Student Research: Lyndsey Banks

, Occupational & Environmental Exposure Sciences (OEES), 2013
Faculty Advisor: Christopher D. Simpson

Characterization of Traffic-Related Air Pollutants near a Major Roadway in Albuquerque Using a Mobile Monitoring Approach


Abstract

In order to assess the characteristics of air pollutants in proximity to major roadways, a mobile monitoring campaign took place using the University of Washington Center for Clean Air Research (CCAR) mobile instrument platform designed to measure concentrations of particles and gases while continuously on the move. The CCAR platform followed a predetermined route in Albuquerque, New Mexico, over seven sequential days in April, 2012 during the evening commute timeframe. A series of roads, parallel to each other and Interstate 40, and beginning approximately 30 meters from the interstate, were traversed at least two times per observation day in an effort to tease-out changes in the chemical and physical properties of traffic-related pollutants as they age with distance from roadway.
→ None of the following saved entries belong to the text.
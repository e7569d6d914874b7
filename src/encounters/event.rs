//! Narrative encounter events and their consequences.

use serde::{Deserialize, Serialize};

use crate::cards::{CardId, CardTag, DeckTags};
use crate::core::{GameError, GameRng, Player, Result};

/// Flavor of an encounter event.
#[derive(Clone, Copy, Debug, Default, PartialEq, Eq, Hash, Serialize, Deserialize, strum::Display, strum::EnumString)]
#[strum(serialize_all = "SCREAMING_SNAKE_CASE", ascii_case_insensitive)]
pub enum EventType {
    #[default]
    Dialogue,
    Choice,
    Shop,
    Rest,
    Blessing,
    Curse,
}

/// One option the player can pick.
#[derive(Clone, Debug, Default, PartialEq, Eq, Serialize, Deserialize)]
#[serde(default)]
pub struct EventChoice {
    pub text: String,
    pub result_text: String,
    /// Positive gains, negative costs. Chips never go below zero.
    pub chips_delta: i32,
    /// Clamped to `[0, max_sanity]`.
    pub sanity_delta: i32,
    /// Each is attached to one random untagged deck card.
    pub granted_tags: Vec<CardTag>,
    /// Stripped from every card in the deck.
    pub removed_tags: Vec<CardTag>,
    /// Trinket template key handed out by this choice.
    pub trinket_reward: Option<String>,
}

impl EventChoice {
    #[must_use]
    pub fn new(text: impl Into<String>, result_text: impl Into<String>) -> Self {
        Self {
            text: text.into(),
            result_text: result_text.into(),
            ..Self::default()
        }
    }

    #[must_use]
    pub fn with_chips(mut self, delta: i32) -> Self {
        self.chips_delta = delta;
        self
    }

    #[must_use]
    pub fn with_sanity(mut self, delta: i32) -> Self {
        self.sanity_delta = delta;
        self
    }

    #[must_use]
    pub fn granting(mut self, tag: CardTag) -> Self {
        self.granted_tags.push(tag);
        self
    }

    #[must_use]
    pub fn removing(mut self, tag: CardTag) -> Self {
        self.removed_tags.push(tag);
        self
    }

    #[must_use]
    pub fn with_trinket(mut self, key: impl Into<String>) -> Self {
        self.trinket_reward = Some(key.into());
        self
    }
}

/// An encounter event template.
#[derive(Clone, Debug, Default, PartialEq, Eq, Serialize, Deserialize)]
#[serde(default)]
pub struct EncounterEvent {
    pub key: String,
    pub title: String,
    pub description: String,
    pub event_type: EventType,
    pub choices: Vec<EventChoice>,
}

impl EncounterEvent {
    #[must_use]
    pub fn new(key: impl Into<String>, title: impl Into<String>, event_type: EventType) -> Self {
        Self {
            key: key.into(),
            title: title.into(),
            event_type,
            ..Self::default()
        }
    }

    #[must_use]
    pub fn with_description(mut self, description: impl Into<String>) -> Self {
        self.description = description.into();
        self
    }

    #[must_use]
    pub fn with_choice(mut self, choice: EventChoice) -> Self {
        self.choices.push(choice);
        self
    }

    pub fn choice(&self, index: usize) -> Result<&EventChoice> {
        self.choices.get(index).ok_or(GameError::InvalidChoice {
            index,
            count: self.choices.len(),
        })
    }
}

/// What a choice actually changed.
#[derive(Clone, Debug, Default, PartialEq, Eq)]
pub struct ChoiceOutcome {
    pub chips_delta: i32,
    pub sanity_delta: i32,
    pub tagged: Vec<(CardId, CardTag)>,
    pub tags_removed: usize,
}

/// Apply a choice's chip, sanity and tag consequences.
///
/// `deck_cards` is the pool granted tags are drawn from; a card is eligible
/// only while it carries no tag at all.
pub fn apply_choice(
    choice: &EventChoice,
    player: &mut Player,
    deck_tags: &mut DeckTags,
    deck_cards: &[CardId],
    rng: &mut GameRng,
) -> ChoiceOutcome {
    let mut outcome = ChoiceOutcome::default();

    let chips_before = player.chips;
    if choice.chips_delta >= 0 {
        player.add_chips(choice.chips_delta);
    } else {
        player.lose_chips(-choice.chips_delta);
    }
    outcome.chips_delta = player.chips - chips_before;

    let sanity_before = player.sanity;
    player.change_sanity(choice.sanity_delta);
    outcome.sanity_delta = player.sanity - sanity_before;

    for &tag in &choice.granted_tags {
        let untagged: Vec<CardId> = deck_cards
            .iter()
            .copied()
            .filter(|id| deck_tags.tags_of(*id).is_empty())
            .collect();
        let Some(&card) = rng.choose(&untagged) else {
            tracing::warn!(%tag, "no untagged card left to tag");
            continue;
        };
        deck_tags.add(card, tag);
        outcome.tagged.push((card, tag));
    }

    for &tag in &choice.removed_tags {
        outcome.tags_removed += deck_tags.remove_everywhere(tag);
    }

    tracing::info!(
        chips = outcome.chips_delta,
        sanity = outcome.sanity_delta,
        tagged = outcome.tagged.len(),
        removed = outcome.tags_removed,
        "event choice applied"
    );
    outcome
}
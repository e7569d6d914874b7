//! Trinket drops.
//!
//! ## Rarity and pity
//!
//! Each enemy class (normal, elite) has its own pity counter. Every roll
//! that comes up common increments it; anything better resets it. Once the
//! counter reaches the configured threshold the roll uses the pity table
//! with common removed, so the next drop is at least uncommon.
//!
//! ## Affixes
//!
//! Affix count comes from the act tier. Affixes are drawn weighted from the
//! pool without repeats, rare and legendary drops scale the weights, and each
//! value is uniform in the affix's `[min, max]`.

use serde::{Deserialize, Serialize};
use smallvec::SmallVec;

use crate::core::{DropTable, GameRng, RunConfig};

use super::instance::{AffixRoll, TrinketInstance};
use super::registry::TrinketRegistry;
use super::template::{TrinketRarity, TrinketTemplate};

/// Consecutive-common counters, one per enemy class.
#[derive(Clone, Copy, Debug, Default, PartialEq, Eq, Serialize, Deserialize)]
pub struct PityCounters {
    pub normal: u32,
    pub elite: u32,
}

impl PityCounters {
    fn get_mut(&mut self, elite: bool) -> &mut u32 {
        if elite {
            &mut self.elite
        } else {
            &mut self.normal
        }
    }
}

/// Roll a rarity against `table`, updating `counter`.
pub fn roll_rarity(table: &DropTable, threshold: u32, counter: &mut u32, rng: &mut GameRng) -> TrinketRarity {
    let pity = *counter >= threshold;
    let mut weights = if pity { table.pity } else { table.normal };
    if pity {
        weights[TrinketRarity::Common.index()] = 0.0;
    }

    let rarity = rng
        .choose_weighted(&weights)
        .and_then(TrinketRarity::from_index)
        .unwrap_or(if pity { TrinketRarity::Uncommon } else { TrinketRarity::Common });

    if rarity > TrinketRarity::Common {
        *counter = 0;
    } else {
        *counter += 1;
    }

    tracing::debug!(%rarity, pity, counter = *counter, "rarity rolled");
    rarity
}

/// Pick a template of `rarity` the player does not already hold.
///
/// Falls back to any unheld template when the tier is exhausted.
pub fn select_template<'a>(
    registry: &'a TrinketRegistry,
    rarity: TrinketRarity,
    equipped: &[&str],
    rng: &mut GameRng,
) -> Option<&'a TrinketTemplate> {
    let unheld = |t: &&TrinketTemplate| !equipped.contains(&t.key.as_str());

    let mut candidates: Vec<_> = registry.of_rarity(rarity).into_iter().filter(unheld).collect();
    if candidates.is_empty() {
        tracing::warn!(%rarity, "no unheld templates of rarity, widening pool");
        candidates = registry.sorted().into_iter().filter(unheld).collect();
    }

    let weights: Vec<f32> = candidates.iter().map(|t| t.drop_weight).collect();
    rng.choose_weighted(&weights).map(|i| candidates[i])
}

/// Roll affixes for a drop of `rarity` in act `tier`.
pub fn roll_affixes(
    registry: &TrinketRegistry,
    config: &RunConfig,
    rarity: TrinketRarity,
    tier: u32,
    rng: &mut GameRng,
) -> SmallVec<[AffixRoll; 3]> {
    let pool = registry.affixes();
    let scale = match rarity {
        TrinketRarity::Rare => config.rare_affix_scale,
        TrinketRarity::Legendary => config.legendary_affix_scale,
        _ => 1.0,
    };
    let mut weights: Vec<f32> = pool.iter().map(|a| a.weight * scale).collect();

    let count = config.affix_count(tier).min(pool.len());
    let mut rolls = SmallVec::new();
    for _ in 0..count {
        let Some(index) = rng.choose_weighted(&weights) else {
            break;
        };
        weights[index] = 0.0;

        let affix = &pool[index];
        let value = rng.gen_inclusive(affix.min, affix.max);
        rolls.push(AffixRoll { stat: affix.stat, value });
    }
    rolls
}

/// Roll a complete drop for a defeated enemy.
pub fn generate_drop(
    registry: &TrinketRegistry,
    config: &RunConfig,
    pity: &mut PityCounters,
    elite: bool,
    tier: u32,
    equipped: &[&str],
    rng: &mut GameRng,
) -> Option<TrinketInstance> {
    let table = if elite { &config.elite_drops } else { &config.normal_drops };
    let rarity = roll_rarity(table, config.pity_threshold, pity.get_mut(elite), rng);

    let template = select_template(registry, rarity, equipped, rng)?;
    let mut instance = TrinketInstance::new(template, rarity, tier);
    let affixes = roll_affixes(registry, config, rarity, tier, rng);
    instance.set_affixes(template.base_value, affixes);

    tracing::info!(key = %instance.template_key, %rarity, affixes = instance.affixes.len(), "trinket dropped");
    Some(instance)
}

/// Replace an instance's affixes with a fresh roll at its own rarity and tier.
pub fn reroll_affixes(instance: &mut TrinketInstance, registry: &TrinketRegistry, config: &RunConfig, rng: &mut GameRng) {
    let Some(template) = registry.get(&instance.template_key) else {
        tracing::warn!(key = %instance.template_key, "cannot reroll unknown trinket");
        return;
    };
    let affixes = roll_affixes(registry, config, instance.rarity, instance.tier, rng);
    instance.set_affixes(template.base_value, affixes);
}
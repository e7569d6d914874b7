//! Enemy abilities.
//!
//! Each ability is a trigger plus an ordered effect chain. Trigger state
//! lives in the [`Ability`] value owned by the enemy; [`AbilitySystem`]
//! checks a whole list against an event and returns the chains that fired.

pub mod ability;
pub mod system;

pub use ability::{Ability, AbilityDefinition, AbilityState, AbilityTrigger, TriggerContext};
pub use system::{AbilitySystem, FiredAbility};
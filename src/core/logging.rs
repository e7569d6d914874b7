//! Tracing subscriber setup.
//!
//! The library only emits `tracing` events. Binaries and tests that want to
//! see them call [`init_tracing`] once; later calls are ignored.

use tracing_subscriber::EnvFilter;

/// Default filter when `RUST_LOG` is unset.
pub const DEFAULT_FILTER: &str = "info";

/// Install a fmt subscriber filtered by `RUST_LOG`.
///
/// Returns `false` if a global subscriber was already installed.
pub fn init_tracing() -> bool {
    let filter = EnvFilter::try_from_default_env().unwrap_or_else(|_| EnvFilter::new(DEFAULT_FILTER));

    tracing_subscriber::fmt()
        .with_env_filter(filter)
        .with_target(true)
        .try_init()
        .is_ok()
}
//! Game phases and the transition table.
//!
//! Every phase change goes through [`GamePhase::can_transition_to`]. There
//! is no implicit fallthrough: the orchestrator names each step.

use serde::{Deserialize, Serialize};

/// Where the run is.
#[derive(Clone, Copy, Debug, Default, PartialEq, Eq, Hash, Serialize, Deserialize, strum::Display)]
pub enum GamePhase {
    #[default]
    Menu,
    /// Waiting for a bet.
    Betting,
    Dealing,
    PlayerTurn,
    DealerTurn,
    RoundResolution,
    /// A trinket drop is waiting to be taken or skipped.
    Reward,
    /// A narrative event is waiting for a choice.
    Event,
    GameOver,
    Victory,
}

impl GamePhase {
    /// Is `self -> to` a legal step?
    #[must_use]
    pub fn can_transition_to(self, to: GamePhase) -> bool {
        use GamePhase::*;
        matches!(
            (self, to),
            (Menu, Betting | Event | Victory)
                | (Betting, Dealing | GameOver)
                | (Dealing, PlayerTurn | RoundResolution)
                | (PlayerTurn, DealerTurn | RoundResolution)
                | (DealerTurn, RoundResolution)
                | (RoundResolution, Betting | Reward | Event | Victory | GameOver)
                | (Reward, Betting | Event | Victory)
                | (Event, Betting | Event | Victory | GameOver)
                | (GameOver | Victory, Menu)
        )
    }

    /// A round is in progress.
    #[must_use]
    pub fn in_round(self) -> bool {
        matches!(
            self,
            GamePhase::Dealing | GamePhase::PlayerTurn | GamePhase::DealerTurn | GamePhase::RoundResolution
        )
    }

    #[must_use]
    pub fn is_terminal(self) -> bool {
        matches!(self, GamePhase::GameOver | GamePhase::Victory)
    }
}
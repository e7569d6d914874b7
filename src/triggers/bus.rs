//! Event log and subscription point.
//!
//! The core never waits on listeners. Every fired event is appended to a log
//! that collaborators drain once per tick, and synchronous listeners (if any)
//! are called in registration order.

use super::event::GameEvent;

/// Listener callback.
pub type Listener = Box<dyn FnMut(&GameEvent) + Send>;

/// Handle returned by [`EventBus::subscribe`].
#[derive(Clone, Copy, Debug, PartialEq, Eq, Hash)]
pub struct ListenerId(pub u32);

/// Fired events plus subscribers.
#[derive(Default)]
pub struct EventBus {
    log: Vec<GameEvent>,
    listeners: Vec<(ListenerId, Listener)>,
    next_id: u32,
}

impl EventBus {
    #[must_use]
    pub fn new() -> Self {
        Self::default()
    }

    /// Register a listener.
    pub fn subscribe(&mut self, listener: impl FnMut(&GameEvent) + Send + 'static) -> ListenerId {
        let id = ListenerId(self.next_id);
        self.next_id += 1;
        self.listeners.push((id, Box::new(listener)));
        id
    }

    /// Remove a listener. Returns `true` if it existed.
    pub fn unsubscribe(&mut self, id: ListenerId) -> bool {
        let before = self.listeners.len();
        self.listeners.retain(|(lid, _)| *lid != id);
        before != self.listeners.len()
    }

    /// Record an event and notify listeners.
    pub fn publish(&mut self, event: GameEvent) {
        for (_, listener) in &mut self.listeners {
            listener(&event);
        }
        self.log.push(event);
    }

    /// Events fired since the last drain.
    #[must_use]
    pub fn pending(&self) -> &[GameEvent] {
        &self.log
    }

    /// Take every logged event.
    pub fn drain(&mut self) -> Vec<GameEvent> {
        std::mem::take(&mut self.log)
    }

    #[must_use]
    pub fn listener_count(&self) -> usize {
        self.listeners.len()
    }
}

impl std::fmt::Debug for EventBus {
    fn fmt(&self, f: &mut std::fmt::Formatter<'_>) -> std::fmt::Result {
        f.debug_struct("EventBus")
            .field("pending", &self.log.len())
            .field("listeners", &self.listeners.len())
            .finish()
    }
}
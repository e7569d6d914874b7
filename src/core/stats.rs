//! Run statistics.

use serde::{Deserialize, Serialize};

/// Where a point of damage came from.
#[derive(Clone, Copy, Debug, PartialEq, Eq, Hash, Serialize, Deserialize, strum::Display)]
pub enum DamageSource {
    TurnWin,
    TurnPush,
    TrinketPassive,
    TrinketActive,
    Ability,
    CardTag,
}

impl DamageSource {
    pub const COUNT: usize = 6;
}

/// Counters for the end-of-run summary.
#[derive(Clone, Debug, Default, PartialEq, Eq, Serialize, Deserialize)]
pub struct RunStats {
    damage: [i32; DamageSource::COUNT],
    pub rounds_won: u32,
    pub rounds_lost: u32,
    pub rounds_pushed: u32,
    pub chips_bet: i64,
    pub chips_won: i64,
    pub chips_lost: i64,
    pub chips_drained: i64,
    pub highest_chips: i32,
    pub combats_won: u32,
}

impl RunStats {
    #[must_use]
    pub fn new(starting_chips: i32) -> Self {
        Self {
            highest_chips: starting_chips,
            ..Self::default()
        }
    }

    pub fn record_damage(&mut self, source: DamageSource, amount: i32) {
        self.damage[source as usize] += amount.max(0);
    }

    #[must_use]
    pub fn damage_from(&self, source: DamageSource) -> i32 {
        self.damage[source as usize]
    }

    #[must_use]
    pub fn total_damage(&self) -> i32 {
        self.damage.iter().sum()
    }

    pub fn observe_chips(&mut self, chips: i32) {
        self.highest_chips = self.highest_chips.max(chips);
    }

    #[must_use]
    pub fn rounds_played(&self) -> u32 {
        self.rounds_won + self.rounds_lost + self.rounds_pushed
    }
}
Metrics obtained during the monitoring campaign include: light scattering coefficients, light absorption coefficients, particle-bound polycyclic aromatic hydrocarbons (PAHs), particle optical diameters, particle number concentrations, ozone (O3), nitric oxide (NO), oxides of nitrogen (NOx), carbon monoxide (CO), carbon dioxide (CO2), integrated volatile organic compounds (VOCs) and location.
Spatially resolved measurements were obtained for several of these reactive species as well as non-reactive tracers of vehicle exhaust. Two distinctive dispersion patterns were captured: 1) a symmetric pattern on either side of the interstate associated with low wind speeds; and 2) an asymmetric pattern with a dominant downwind influence. An expected decline with distance from
roadway for several traffic-related pollutants, indicative of the dispersion process, was observed for the downwind near-roadway region. Additionally, an expected decrease in O3 nearing the interstate was observed due to its consumption by NO from roadway emissions.
The innovative use of mobile monitoring allows for improved estimates of near-roadway gradients in air pollution, when compared with traditional stationary site sampling. Spatially resolved measurements allow for additional insight into the physical and chemical aging phenomena of traffic-related pollutants in the vicinity of major roadways.